Truss, alors qu’il était ministre des Affaires étrangères du Royaume-Uni plus tôt cette année, a présenté une législation qui promettait de « mettre fin à la situation intenable où les habitants d’Irlande du Nord sont traités différemment du reste du Royaume-Uni » et de protéger « l’intégrité territoriale » du pays.

Mais outrepasser le protocole pourrait entraîner des représailles de la part de l’UE, avec des tarifs imposés sur les exportations britanniques. La guerre commerciale qui en résulterait serait très mauvaise pour les entreprises britanniques.

Sunak a été moins ouvert sur la façon dont il traiterait la question, mais a précédemment déclaré qu’il préférerait avoir un règlement négocié avec l’Europe.

L’incertitude décourage les investissements au Royaume-Uni, a déclaré Ilzetzki.

« Personne n’investira au Royaume-Uni pour quelques points d’imposition inférieurs alors qu’il n’est pas certain que les exportateurs britanniques seront en guerre commerciale avec l’UE d’ici un an », a-t-il ajouté.

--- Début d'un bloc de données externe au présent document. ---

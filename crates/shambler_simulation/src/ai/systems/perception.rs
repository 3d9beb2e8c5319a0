//! Perception: distance → field of view → line of sight.
//!
//! Детекция бинарная per tick. Результат не меняет ZombieState напрямую —
//! ZombieBrain::observe превращает его в TransitionRequest.

use bevy::prelude::*;

use crate::ai::ZombieConfig;
use crate::spatial::{self, SpatialQuery};

/// Что зомби "видит" в этом тике
#[derive(Debug, Clone, Copy, PartialEq)]
pub enum Perception {
    /// Target не назначен или entity уже despawned
    NoTarget,
    /// Дальше detection_radius
    OutOfRange { distance: f32 },
    /// За пределами угла обзора
    OutsideFieldOfView { distance: f32, angle: f32 },
    /// Луч упёрся в препятствие (или LOS проверить нечем)
    Obstructed { distance: f32 },
    /// Видим цель
    Visible { distance: f32 },
}

impl Perception {
    pub fn is_perceivable(&self) -> bool {
        matches!(self, Perception::Visible { .. })
    }
}

/// Проверка видимости цели
///
/// 1. distance > detection_radius → OutOfRange
/// 2. angle(forward, to_target) ≥ fov / 2 → OutsideFieldOfView
/// 3. raycast из глаз (position + up * eye_height) к цели на distance,
///    фильтр obstruction_mask → Obstructed / Visible
///
/// Нет SpatialQuery сервиса или raycast вернул ошибку → Obstructed
/// (деградация до "не видим", tick не прерывается).
pub fn perceive(
    config: &ZombieConfig,
    transform: &Transform,
    target_position: Option<Vec3>,
    spatial_query: Option<&dyn SpatialQuery>,
) -> Perception {
    let Some(target_position) = target_position else {
        return Perception::NoTarget;
    };

    let position = transform.translation;
    let distance = spatial::distance(position, target_position);

    if distance > config.detection_radius {
        return Perception::OutOfRange { distance };
    }

    // Стоим в цели — направление вырождено, смотреть некуда, считаем видимой
    let Some(direction) = (target_position - position).try_normalize() else {
        return Perception::Visible { distance };
    };

    let angle = spatial::angle_deg(*transform.forward(), direction);
    if angle >= config.field_of_view_angle / 2.0 {
        return Perception::OutsideFieldOfView { distance, angle };
    }

    let Some(spatial_query) = spatial_query else {
        return Perception::Obstructed { distance };
    };

    let eye = position + Vec3::Y * config.eye_height;
    match spatial_query.raycast(eye, direction, distance, config.obstruction_mask) {
        Ok(None) => Perception::Visible { distance },
        Ok(Some(_hit)) => Perception::Obstructed { distance },
        Err(error) => {
            crate::log_warning(&format!("Perception: LOS raycast failed ({}), treating target as hidden", error));
            Perception::Obstructed { distance }
        }
    }
}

Le double impact du Brexit et de la pandémie a également rendu beaucoup plus difficile pour les employeurs britanniques d’exploiter une énorme source de travailleurs pour aider à combler une pénurie de main-d’œuvre criante.

Depuis janvier 2021, tous les ressortissants de l’UE à la recherche d’un emploi doivent passer par le même processus d’immigration basé sur des points que les autres nationalités. Environ 211 000 ressortissants de l’UE de moins travaillaient au Royaume-Uni au premier trimestre par rapport à la même période en 2020, tandis que le nombre de travailleurs non européens a augmenté de 182 000, selon les statistiques officielles.

Pour aggraver les choses, un million de travailleurs ont quitté la population active et beaucoup ne reviendront probablement pas. Selon le Learning and Work Institute, environ la moitié ont cité une mauvaise santé chronique comme raison de quitter le travail.

« Nous avons assisté à un exode de travailleurs sans précédent dans le monde avancé », a déclaré Raja.